Tyler Wotherspoon (front) watches the puck during a game against the Vancouver Canucks at the Young Stars tournament in Penticton. Wotherspoon

Going from Bantam A to the big leagues

Two longtime Cloverdale friends are on the brink of hitting the NHL

It wasn’t too long ago that Tyler Wotherspoon and Laurent Brossoit lived just a few minutes apart in Cloverdale, playing minor hockey on the same team.

A lot has happened since those days with the Cloverdale Colts Bantam A team. They spent the next season together in Major Midget hockey with the Valley West Hawks.

Both went on to play junior hockey, Brossoit with the Edmonton Oil Kings and Wotherspoon with the Portland Winterhawks. Both were drafted by a National Hockey League (NHL) team.  And both will start their professional careers this season.

But last weekend might have felt like old times for the two 20-year-olds.

Wotherspoon and Brossoit were on the same team again, playing for the Calgary Flames at the Young Stars competition in Penticton.

“We lived about five minutes away from each other,” said Brossoit, a goaltender. “Even when we were on the Cloverdale Colts, we were good friends, we’d hang out together.”

It was all business for the two players last weekend. The Young Stars competition featured the young minor leaguers and up-and-coming juniors from five NHL clubs. In addition to the Flames, the host Vancouver Canucks, Winnipeg Jets, Edmonton Oilers and San Jose Sharks all sent a group of 18-22 year-olds to Penticton for three games played over five days at the South Okanagan Events Centre.

For Brossoit and Wotherspoon, it was the first time wearing an NHL jersey in a professional game.

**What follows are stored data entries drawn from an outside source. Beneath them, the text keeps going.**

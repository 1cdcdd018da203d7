//! Records stored in a container.

use crate::error::{ProtocolError, ProtocolResult};
use serde::de::DeserializeOwned;
use serde::{Deserialize, Serialize};
use serde_json::{Map, Value};

/// Maximum identifier length in bytes.
pub const MAX_ID_LEN: usize = 255;

/// Characters that may not appear in a record identifier.
pub const FORBIDDEN_ID_CHARS: [char; 4] = ['/', '\\', '?', '#'];

/// A JSON document addressed by `(partition_key, id)`.
///
/// Two records with the same identifier and partition key denote the same
/// logical entity; writes to it are last-writer-wins.
#[derive(Debug, Clone, PartialEq, Serialize, Deserialize)]
pub struct Record {
    /// Identifier, unique within a partition.
    pub id: String,
    /// Partition key value.
    pub partition_key: String,
    /// Document fields.
    #[serde(default)]
    pub payload: Map<String, Value>,
}

impl Record {
    /// Creates a record with an empty payload.
    pub fn new(id: impl Into<String>, partition_key: impl Into<String>) -> Self {
        Self {
            id: id.into(),
            partition_key: partition_key.into(),
            payload: Map::new(),
        }
    }

    /// Sets a payload field.
    pub fn with_field(mut self, name: impl Into<String>, value: impl Into<Value>) -> Self {
        self.payload.insert(name.into(), value.into());
        self
    }

    /// Returns a payload field.
    ///
    /// The name `id` resolves to the identifier so predicates can filter on it.
    pub fn field(&self, name: &str) -> Option<Value> {
        if name == "id" {
            return Some(Value::String(self.id.clone()));
        }
        self.payload.get(name).cloned()
    }

    /// Returns a payload field as a string slice.
    pub fn text(&self, name: &str) -> Option<&str> {
        if name == "id" {
            return Some(&self.id);
        }
        self.payload.get(name).and_then(Value::as_str)
    }

    /// Builds a record from any serializable document.
    ///
    /// The document must serialize to a JSON object.
    pub fn from_document<T: Serialize>(
        id: impl Into<String>,
        partition_key: impl Into<String>,
        document: &T,
    ) -> ProtocolResult<Self> {
        match serde_json::to_value(document) {
            Ok(Value::Object(payload)) => Ok(Self {
                id: id.into(),
                partition_key: partition_key.into(),
                payload,
            }),
            Ok(other) => Err(ProtocolError::Document(format!(
                "expected an object, got {}",
                json_kind(&other)
            ))),
            Err(e) => Err(ProtocolError::Document(e.to_string())),
        }
    }

    /// Converts the payload back into a typed document.
    pub fn to_document<T: DeserializeOwned>(&self) -> ProtocolResult<T> {
        serde_json::from_value(Value::Object(self.payload.clone()))
            .map_err(|e| ProtocolError::Document(e.to_string()))
    }

    /// Size of the record's CBOR encoding in bytes.
    pub fn encoded_len(&self) -> usize {
        let mut buf = Vec::new();
        match ciborium::into_writer(self, &mut buf) {
            Ok(()) => buf.len(),
            Err(_) => usize::MAX,
        }
    }

    /// Checks the identifier and partition key rules.
    ///
    /// Returns a human readable reason when the record is not storable.
    pub fn validate(&self) -> Result<(), String> {
        if self.id.is_empty() {
            return Err("identifier must not be empty".into());
        }
        if self.id.len() > MAX_ID_LEN {
            return Err(format!(
                "identifier is {} bytes, limit is {MAX_ID_LEN}",
                self.id.len()
            ));
        }
        if let Some(c) = self.id.chars().find(|c| FORBIDDEN_ID_CHARS.contains(c)) {
            return Err(format!("identifier contains forbidden character {c:?}"));
        }
        if self.partition_key.is_empty() {
            return Err("partition key must not be empty".into());
        }
        Ok(())
    }
}

fn json_kind(value: &Value) -> &'static str {
    match value {
        Value::Null => "null",
        Value::Bool(_) => "bool",
        Value::Number(_) => "number",
        Value::String(_) => "string",
        Value::Array(_) => "array",
        Value::Object(_) => "object",
    }
}

#[cfg(test)]
mod tests {
    use super::*;

    #[derive(Debug, PartialEq, Serialize, Deserialize)]
    #[serde(rename_all = "camelCase")]
    struct Asset {
        asset_id: String,
        file_name: String,
    }

    #[test]
    fn record_fields() {
        let record = Record::new("1", "a_1").with_field("fileName", "b_1.png");
        assert_eq!(record.text("fileName"), Some("b_1.png"));
        assert_eq!(record.text("id"), Some("1"));
        assert_eq!(record.field("missing"), None);
    }

    #[test]
    fn document_conversion() {
        let asset = Asset {
            asset_id: "a_2".into(),
            file_name: "a_2.png".into(),
        };
        let record = Record::from_document("2", "a_2", &asset).unwrap();
        assert_eq!(record.text("fileName"), Some("a_2.png"));

        let back: Asset = record.to_document().unwrap();
        assert_eq!(back, asset);
    }

    #[test]
    fn non_object_document_is_rejected() {
        let err = Record::from_document("1", "p", &42u32).unwrap_err();
        assert!(matches!(err, ProtocolError::Document(_)));
    }

    #[test]
    fn validation_rules() {
        assert!(Record::new("1", "p").validate().is_ok());
        assert!(Record::new("", "p").validate().is_err());
        assert!(Record::new("a/b", "p").validate().is_err());
        assert!(Record::new("a#b", "p").validate().is_err());
        assert!(Record::new("1", "").validate().is_err());
        assert!(Record::new("x".repeat(MAX_ID_LEN + 1), "p").validate().is_err());
    }

    #[test]
    fn encoded_len_grows_with_payload() {
        let small = Record::new("1", "p");
        let large = Record::new("1", "p").with_field("blob", "x".repeat(1024));
        assert!(large.encoded_len() > small.encoded_len() + 1000);
    }
}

Brossoit started in two of the three Flames games, a 5-2 win over the Oilers  Thursday night and a 3-2 loss to San Jose Sunday evening. He made 52 saves on 57 shots.

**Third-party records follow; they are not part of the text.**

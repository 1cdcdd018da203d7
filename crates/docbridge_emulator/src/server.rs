//! The emulator service.

use crate::auth::{generate_key, RequestAuthenticator};
use crate::certificate::Certificate;
use crate::config::EmulatorConfig;
use crate::error::EmulatorResult;
use crate::faults::{Fault, FaultPlan};
use crate::handler::{error_response, status_response, HandlerContext, RequestHandler};
use crate::store::DocumentStore;
use docbridge_protocol::http::status;
use docbridge_protocol::{HttpRequest, HttpResponse, HttpService, ServiceError};
use std::path::PathBuf;
use std::sync::atomic::{AtomicBool, AtomicU64, Ordering};
use std::sync::Arc;
use std::time::{Instant, SystemTime};
use tracing::{info, warn};

/// File name of the snapshot inside the data directory.
pub const SNAPSHOT_FILE: &str = "emulator-data.json";

/// Request counters.
#[derive(Debug, Clone, Copy, Default, PartialEq, Eq)]
pub struct EmulatorStats {
    /// Requests that reached the emulator while it was ready.
    pub requests: u64,
    /// Requests rejected by authentication.
    pub unauthorized: u64,
    /// Requests answered by an injected fault.
    pub faulted: u64,
}

#[derive(Default)]
struct Counters {
    requests: AtomicU64,
    unauthorized: AtomicU64,
    faulted: AtomicU64,
}

/// In-process document store emulator.
///
/// The emulator answers the same routes a remote store would, signs
/// nothing itself but checks every request signature, and presents a
/// self-issued certificate clients must trust explicitly.
///
/// # Example
///
/// ```
/// use docbridge_emulator::{Emulator, EmulatorConfig};
///
/// let emulator = Emulator::start(EmulatorConfig::default()).unwrap();
/// assert!(emulator.is_ready());
/// assert!(emulator.certificate_pem().contains("BEGIN CERTIFICATE"));
/// emulator.stop().unwrap();
/// ```
pub struct Emulator {
    handler: RequestHandler,
    context: Arc<HandlerContext>,
    authenticator: RequestAuthenticator,
    certificate: Certificate,
    faults: Arc<FaultPlan>,
    counters: Counters,
    started_at: Instant,
    running: AtomicBool,
}

impl Emulator {
    /// Starts an emulator, loading the snapshot from `data_dir` if present.
    pub fn start(config: EmulatorConfig) -> EmulatorResult<Self> {
        let store = Arc::new(DocumentStore::new(config.partition_count));
        if let Some(dir) = &config.data_dir {
            std::fs::create_dir_all(dir)?;
            if store.load_from(&dir.join(SNAPSHOT_FILE))? {
                info!(dir = %dir.display(), databases = store.databases().len(), "snapshot loaded");
            }
        }

        let key = config.account_key.clone().unwrap_or_else(generate_key);
        let authenticator = RequestAuthenticator::new(key, config.clock_skew);
        let certificate = Certificate::issue("localhost", config.certificate_validity);
        let context = Arc::new(HandlerContext::new(config, store));
        let handler = RequestHandler::new(Arc::clone(&context));

        info!(
            endpoint = %context.config.endpoint,
            partitions = context.config.partition_count,
            gateway = context.config.enable_gateway,
            "emulator started"
        );
        Ok(Self {
            handler,
            context,
            authenticator,
            certificate,
            faults: Arc::new(FaultPlan::new()),
            counters: Counters::default(),
            started_at: Instant::now(),
            running: AtomicBool::new(true),
        })
    }

    /// Endpoint clients should connect to.
    pub fn endpoint(&self) -> &str {
        &self.context.config.endpoint
    }

    /// Account key requests must be signed with.
    pub fn key(&self) -> &str {
        self.authenticator.key()
    }

    /// PEM encoding of the emulator certificate.
    pub fn certificate_pem(&self) -> String {
        self.certificate.pem()
    }

    /// DER bytes of the emulator certificate.
    pub fn certificate_der(&self) -> &[u8] {
        self.certificate.der()
    }

    /// End of the certificate validity period.
    pub fn certificate_expiry(&self) -> SystemTime {
        self.certificate.not_after()
    }

    /// Returns the configuration.
    pub fn config(&self) -> &EmulatorConfig {
        &self.context.config
    }

    /// Returns the document store.
    pub fn store(&self) -> &Arc<DocumentStore> {
        &self.context.store
    }

    /// Returns the fault plan.
    pub fn faults(&self) -> &Arc<FaultPlan> {
        &self.faults
    }

    /// Returns true once started, past the startup delay and not stopped.
    pub fn is_ready(&self) -> bool {
        self.running.load(Ordering::SeqCst)
            && self.started_at.elapsed() >= self.context.config.startup_delay
    }

    /// Returns request counters.
    pub fn stats(&self) -> EmulatorStats {
        EmulatorStats {
            requests: self.counters.requests.load(Ordering::Relaxed),
            unauthorized: self.counters.unauthorized.load(Ordering::Relaxed),
            faulted: self.counters.faulted.load(Ordering::Relaxed),
        }
    }

    /// Path of the snapshot file, if persistence is enabled.
    pub fn snapshot_path(&self) -> Option<PathBuf> {
        self.context
            .config
            .data_dir
            .as_ref()
            .map(|dir| dir.join(SNAPSHOT_FILE))
    }

    /// Stops the emulator and writes the snapshot.
    ///
    /// Later requests are refused. Stopping twice is a no-op.
    pub fn stop(&self) -> EmulatorResult<()> {
        if !self.running.swap(false, Ordering::SeqCst) {
            return Ok(());
        }
        if let Some(path) = self.snapshot_path() {
            self.context.store.save_to(&path)?;
            info!(path = %path.display(), "snapshot written");
        }
        info!(endpoint = %self.endpoint(), "emulator stopped");
        Ok(())
    }

    fn serve(&self, request: &HttpRequest) -> Result<HttpResponse, ServiceError> {
        let latency = self.faults.latency();
        if !latency.is_zero() {
            std::thread::sleep(latency);
        }

        match self.faults.next_fault() {
            Some(Fault::Refuse) => {
                self.counters.faulted.fetch_add(1, Ordering::Relaxed);
                return Err(ServiceError::ConnectionRefused);
            }
            Some(Fault::Reset) => {
                self.counters.faulted.fetch_add(1, Ordering::Relaxed);
                return Err(ServiceError::ConnectionReset);
            }
            Some(Fault::Status(code)) => {
                self.counters.faulted.fetch_add(1, Ordering::Relaxed);
                return Ok(status_response(code, "Injected", "injected failure"));
            }
            None => {}
        }

        if self.faults.rejects_auth() {
            self.counters.unauthorized.fetch_add(1, Ordering::Relaxed);
            return Ok(status_response(
                status::UNAUTHORIZED,
                "Unauthorized",
                "authorization rejected",
            ));
        }
        if let Err(e) = self.authenticator.authenticate(request) {
            self.counters.unauthorized.fetch_add(1, Ordering::Relaxed);
            warn!(path = %request.path, error = %e, "rejected request");
            return Ok(error_response(&e));
        }

        Ok(self.handler.handle(request))
    }
}

impl HttpService for Emulator {
    fn call(&self, request: &HttpRequest) -> Result<HttpResponse, ServiceError> {
        if !self.is_ready() {
            return Err(ServiceError::ConnectionRefused);
        }
        self.counters.requests.fetch_add(1, Ordering::Relaxed);
        self.serve(request)
    }

    fn server_certificate(&self) -> Result<Vec<u8>, ServiceError> {
        if !self.is_ready() || self.faults.take_refusal() {
            return Err(ServiceError::ConnectionRefused);
        }
        Ok(self.certificate.der().to_vec())
    }
}

impl Drop for Emulator {
    fn drop(&mut self) {
        if let Err(e) = self.stop() {
            warn!(error = %e, "failed to stop emulator");
        }
    }
}

#[cfg(test)]
mod tests {
    use super::*;
    use docbridge_protocol::http::{AUTHORIZATION, DATE};
    use docbridge_protocol::{auth, decode_body, encode_body, Record, Request, Response};
    use std::time::{Duration, UNIX_EPOCH};

    fn signed(emulator: &Emulator, request: &Request) -> HttpRequest {
        let (method, path) = request.route();
        let date = SystemTime::now()
            .duration_since(UNIX_EPOCH)
            .unwrap()
            .as_millis() as u64;
        HttpRequest::new(method, path.clone(), encode_body(request).unwrap())
            .with_header(
                AUTHORIZATION,
                auth::sign(emulator.key().as_bytes(), method, &path, date),
            )
            .with_header(DATE, date.to_string())
    }

    fn ensure() -> Request {
        Request::EnsureContainer {
            database: "Assets".into(),
            container: "assets".into(),
        }
    }

    #[test]
    fn emulator_lifecycle() {
        let emulator = Emulator::start(EmulatorConfig::default()).unwrap();
        assert!(emulator.is_ready());
        assert_eq!(emulator.server_certificate().unwrap(), emulator.certificate_der());

        emulator.stop().unwrap();
        emulator.stop().unwrap();
        assert!(!emulator.is_ready());
        assert_eq!(
            emulator.call(&signed(&emulator, &Request::Account)),
            Err(ServiceError::ConnectionRefused)
        );
        assert_eq!(
            emulator.server_certificate(),
            Err(ServiceError::ConnectionRefused)
        );
    }

    #[test]
    fn startup_delay_refuses_connections() {
        let config = EmulatorConfig::default().with_startup_delay(Duration::from_millis(100));
        let emulator = Emulator::start(config).unwrap();
        assert!(!emulator.is_ready());
        assert!(emulator.server_certificate().is_err());

        std::thread::sleep(Duration::from_millis(150));
        assert!(emulator.is_ready());
        assert!(emulator.server_certificate().is_ok());
    }

    #[test]
    fn signed_requests_are_served() {
        let emulator = Emulator::start(EmulatorConfig::default()).unwrap();
        let response = emulator.call(&signed(&emulator, &ensure())).unwrap();
        assert_eq!(response.status, status::CREATED);
        assert_eq!(emulator.stats().requests, 1);
    }

    #[test]
    fn unsigned_requests_are_rejected() {
        let emulator = Emulator::start(EmulatorConfig::default()).unwrap();
        let (method, path) = ensure().route();
        let request = HttpRequest::new(method, path, encode_body(&ensure()).unwrap());
        let response = emulator.call(&request).unwrap();
        assert_eq!(response.status, status::UNAUTHORIZED);
        assert_eq!(emulator.stats().unauthorized, 1);
    }

    #[test]
    fn fixed_key() {
        let emulator =
            Emulator::start(EmulatorConfig::default().with_account_key("fixed")).unwrap();
        assert_eq!(emulator.key(), "fixed");
    }

    #[test]
    fn injected_faults() {
        let emulator = Emulator::start(EmulatorConfig::default()).unwrap();
        emulator.faults().fail_next(1, status::TOO_MANY_REQUESTS);
        emulator.faults().reset_next(1);

        let request = signed(&emulator, &ensure());
        assert_eq!(emulator.call(&request), Err(ServiceError::ConnectionReset));
        assert_eq!(
            emulator.call(&request).unwrap().status,
            status::TOO_MANY_REQUESTS
        );
        assert_eq!(emulator.call(&request).unwrap().status, status::CREATED);
        assert_eq!(emulator.stats().faulted, 2);

        emulator.faults().reject_auth(true);
        assert_eq!(emulator.call(&request).unwrap().status, status::UNAUTHORIZED);
    }

    #[test]
    fn refused_certificate_fetch() {
        let emulator = Emulator::start(EmulatorConfig::default()).unwrap();
        emulator.faults().refuse_next(1);
        assert_eq!(
            emulator.server_certificate(),
            Err(ServiceError::ConnectionRefused)
        );
        assert!(emulator.server_certificate().is_ok());
    }

    #[test]
    fn snapshot_written_on_stop() {
        let dir = tempfile::tempdir().unwrap();
        let config = EmulatorConfig::default().with_data_dir(dir.path());

        let emulator = Emulator::start(config.clone()).unwrap();
        emulator.call(&signed(&emulator, &ensure())).unwrap();
        let upsert = Request::Upsert {
            database: "Assets".into(),
            container: "assets".into(),
            records: vec![Record::new("1", "a_1").with_field("fileName", "b_1.png")],
        };
        emulator.call(&signed(&emulator, &upsert)).unwrap();
        emulator.stop().unwrap();
        assert!(dir.path().join(SNAPSHOT_FILE).exists());

        let restarted = Emulator::start(config).unwrap();
        let read = Request::Read {
            database: "Assets".into(),
            container: "assets".into(),
            id: "1".into(),
            partition_key: "a_1".into(),
        };
        let response = restarted.call(&signed(&restarted, &read)).unwrap();
        match decode_body::<Response>(&response.body).unwrap() {
            Response::Item(Some(record)) => assert_eq!(record.text("fileName"), Some("b_1.png")),
            other => panic!("unexpected {other:?}"),
        }
    }
}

Wotherspoon took a regular shift on defence, and drew praise from coach Troy Ward after his second game Saturday, a 4-1 victory over the Canucks.

“One thing you like about Tyler is he’s so good at times you don’t even notice he plays,” said Ward, who will be head coach of the Abbotsford Heat this season. “He’s been steady, and he keeps it real simple.”

Admitting it took a few shifts to get his timing back, Wotherspoon was pleased with his first test at the professional level.

“I felt good. I was a little slow after the summer break, but after a while I felt comfortable out there,” he said after practice Saturday morning. “Right now I’m just trying to play my game, play it steady, and show the management they can trust me and play my role.

“I like to be a reliable guy, and getting the trust of the coaches is huge for me. I feel most comfortable when I’m not noticed and playing my game.”

Both Brossoit and Wotherspoon have enjoyed plenty of success in Major Junior hockey, including each winning a championship at the expense of the other.

Brossoit’s Oilers defeated the Winterhawks in a seven-game Western Hockey League (WHL) final in 2011-12. Last spring, it was Wotherspoon and the Winterhawks skating off with the championship after defeating Edmonton in six games.

“Even when we separated in our junior careers we always ended up meeting in the finals,” said Brossoit. “It was awesome, there was some pride and competitiveness within the friendship. A lot of people can’t say that they played against their best friend in a WHL final.”

Teammates for many seasons before becoming friendly rivals in the WHL, they will likely be on the same side again. Barring the unexpected, both are likely to be living at home in Surrey while playing for the Flames’ farm team in the American Hockey League – the Abbotsford Heat.

“It’s a win-win situation for me,” said Wotherspoon. “It would be amazing to play in Calgary and play in a great city. But even going back to Abbotsford there’s a lot of great things there. It would be an honour to play for them, and have a lot of friends and family at the games.”

“To have the chance to play in your backyard is a pretty cool feeling,” Brossoit said. “I can even live at home, I’m so close.”

Maybe just five minutes away from his teammate.